▶ _AVAILABLE DATA_

*****

use reqwest::header::{HeaderMap, HeaderValue};
use serde::Deserialize;
use serde::de::DeserializeOwned;
use serde_json::json;

use crate::error::LookupError;
use crate::ports::SubscriberStore;
use crate::ports::store::StoreFuture;
use crate::types::device::{DeviceEndpoint, DeviceRecord};
use crate::types::group::{Group, GroupId, UserId};

const GROUPS: &str = "groups";
const GROUP_MEMBERS: &str = "group_members";
const USER_DEVICES: &str = "user_devices";

/// Store backed by a Supabase project's PostgREST API, authenticated with the
/// service-role key.
///
/// Expected tables: `groups(id, name)`, `group_members(group_id, user_id)`
/// unique on both columns, and `user_devices(user_id, endpoint_key,
/// push_token)` unique on `(user_id, endpoint_key)`.
#[derive(Clone)]
pub struct SupabaseStore {
    http: reqwest::Client,
    rest_url: String,
}

#[derive(Deserialize)]
struct MemberRow {
    user_id: UserId,
}

impl SupabaseStore {
    pub fn new(url: &str, service_role_key: &str) -> Result<Self, LookupError> {
        let key = HeaderValue::from_str(service_role_key)
            .map_err(|_| LookupError::Transport("service role key is not a valid header".to_string()))?;
        let bearer = HeaderValue::from_str(&format!("Bearer {service_role_key}"))
            .map_err(|_| LookupError::Transport("service role key is not a valid header".to_string()))?;
        let mut headers = HeaderMap::new();
        headers.insert("apikey", key);
        headers.insert(reqwest::header::AUTHORIZATION, bearer);

        let http = reqwest::Client::builder()
            .default_headers(headers)
            .timeout(std::time::Duration::from_secs(10))
            .build()
            .map_err(|err| LookupError::Transport(err.to_string()))?;

        Ok(Self {
            http,
            rest_url: rest_url(url),
        })
    }

    fn table(&self, table: &str) -> String {
        format!("{}/{table}", self.rest_url)
    }

    async fn select<T: DeserializeOwned>(
        &self,
        table: &str,
        query: &[(&str, String)],
    ) -> Result<Vec<T>, LookupError> {
        let response = self
            .http
            .get(self.table(table))
            .query(query)
            .send()
            .await
            .map_err(|err| LookupError::Transport(err.to_string()))?;
        read_json(response).await
    }

    async fn upsert(
        &self,
        table: &str,
        on_conflict: &str,
        row: serde_json::Value,
    ) -> Result<(), LookupError> {
        let response = self
            .http
            .post(self.table(table))
            .query(&[("on_conflict", on_conflict)])
            .header("Prefer", "resolution=merge-duplicates,return=minimal")
            .json(&row)
            .send()
            .await
            .map_err(|err| LookupError::Transport(err.to_string()))?;
        ensure_success(response).await.map(|_| ())
    }
}

impl SubscriberStore for SupabaseStore {
    fn find_group_by_name<'a>(&'a self, name: &'a str) -> StoreFuture<'a, Option<Group>> {
        Box::pin(async move {
            let groups: Vec<Group> = self
                .select(
                    GROUPS,
                    &[
                        ("select", "id,name".to_string()),
                        ("name", format!("eq.{name}")),
                        ("order", "id.asc".to_string()),
                        ("limit", "1".to_string()),
                    ],
                )
                .await?;
            Ok(groups.into_iter().next())
        })
    }

    fn create_group<'a>(&'a self, name: &'a str) -> StoreFuture<'a, Group> {
        Box::pin(async move {
            let response = self
                .http
                .post(self.table(GROUPS))
                .query(&[("select", "id,name")])
                .header("Prefer", "return=representation")
                .json(&json!({ "name": name }))
                .send()
                .await
                .map_err(|err| LookupError::Transport(err.to_string()))?;
            let groups: Vec<Group> = read_json(response).await?;
            groups
                .into_iter()
                .next()
                .ok_or_else(|| LookupError::Decode("insert returned no group".to_string()))
        })
    }

    fn list_member_user_ids<'a>(&'a self, group_id: &'a GroupId) -> StoreFuture<'a, Vec<UserId>> {
        Box::pin(async move {
            let rows: Vec<MemberRow> = self
                .select(
                    GROUP_MEMBERS,
                    &[
                        ("select", "user_id".to_string()),
                        ("group_id", format!("eq.{group_id}")),
                    ],
                )
                .await?;
            Ok(rows.into_iter().map(|row| row.user_id).collect())
        })
    }

    fn upsert_membership<'a>(
        &'a self,
        group_id: &'a GroupId,
        user_id: &'a UserId,
    ) -> StoreFuture<'a, ()> {
        Box::pin(async move {
            self.upsert(
                GROUP_MEMBERS,
                "group_id,user_id",
                json!({ "group_id": group_id, "user_id": user_id }),
            )
            .await
        })
    }

    fn list_device_records<'a>(
        &'a self,
        user_ids: &'a [UserId],
    ) -> StoreFuture<'a, Vec<DeviceRecord>> {
        Box::pin(async move {
            if user_ids.is_empty() {
                return Ok(Vec::new());
            }
            self.select(
                USER_DEVICES,
                &[
                    ("select", "user_id,push_token".to_string()),
                    ("user_id", in_filter(user_ids)),
                ],
            )
            .await
        })
    }

    fn upsert_device<'a>(
        &'a self,
        user_id: &'a UserId,
        endpoint: &'a DeviceEndpoint,
    ) -> StoreFuture<'a, ()> {
        Box::pin(async move {
            self.upsert(
                USER_DEVICES,
                "user_id,endpoint_key",
                json!({
                    "user_id": user_id,
                    "endpoint_key": endpoint.dedup_key(),
                    "push_token": endpoint.to_push_token(),
                }),
            )
            .await
        })
    }
}

fn rest_url(project_url: &str) -> String {
    format!("{}/rest/v1", project_url.trim_end_matches('/'))
}

/// PostgREST `in.(...)` filter with every value double-quoted.
fn in_filter(user_ids: &[UserId]) -> String {
    let values: Vec<String> = user_ids
        .iter()
        .map(|id| format!("\"{}\"", id.as_str().replace('\\', "\\\\").replace('"', "\\\"")))
        .collect();
    format!("in.({})", values.join(","))
}

async fn ensure_success(response: reqwest::Response) -> Result<reqwest::Response, LookupError> {
    let status = response.status();
    if status.is_success() {
        return Ok(response);
    }
    let message = response.text().await.unwrap_or_default();
    Err(LookupError::Status {
        status: status.as_u16(),
        message,
    })
}

async fn read_json<T: DeserializeOwned>(response: reqwest::Response) -> Result<T, LookupError> {
    ensure_success(response)
        .await?
        .json()
        .await
        .map_err(|err| LookupError::Decode(err.to_string()))
}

*****

Select every line in the records above that contains the word "format".

        let bearer = HeaderValue::from_str(&format!("Bearer {service_role_key}"))
        format!("{}/{table}", self.rest_url)
                        ("name", format!("eq.{name}")),
                        ("group_id", format!("eq.{group_id}")),
    format!("{}/rest/v1", project_url.trim_end_matches('/'))
        .map(|id| format!("\"{}\"", id.as_str().replace('\\', "\\\\").replace('"', "\\\"")))
    format!("in.({})", values.join(","))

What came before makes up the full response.